*Task brief*: Output all the records below, word for word.

*Provided entries*:
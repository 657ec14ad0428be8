//! pinmap - terminal map client for a pin server
#![cfg_attr(
    test,
    allow(
        dead_code,
        clippy::expect_used,
        clippy::unwrap_used,
        clippy::panic,
        clippy::missing_panics_doc,
        clippy::missing_errors_doc,
        clippy::print_stdout,
        clippy::print_stderr,
        reason = "Allow for tests"
    )
)]

use anyhow::Result;
use clap::Parser as _;
use cli::Cli;

mod cli;
mod handlers;
mod interactive;

#[tokio::main]
async fn main() -> Result<()> {
    let cli = Cli::parse();
    handlers::handle_cli(cli).await
}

*Response*:
repository 657ec14ad0428be8
//! pinmap - terminal map client for a pin server
#![cfg_attr(
    test,
    allow(
        dead_code,
        clippy::expect_used,
        clippy::unwrap_used,
        clippy::panic,
        clippy::missing_panics_doc,
        clippy::missing_errors_doc,
        clippy::print_stdout,
        clippy::print_stderr,
        reason = "Allow for tests"
    )
)]

use anyhow::Result;
use clap::Parser as _;
use cli::Cli;

mod cli;
mod handlers;
mod interactive;

#[tokio::main]
async fn main() -> Result<()> {
    let cli = Cli::parse();
    handlers::handle_cli(cli).await
}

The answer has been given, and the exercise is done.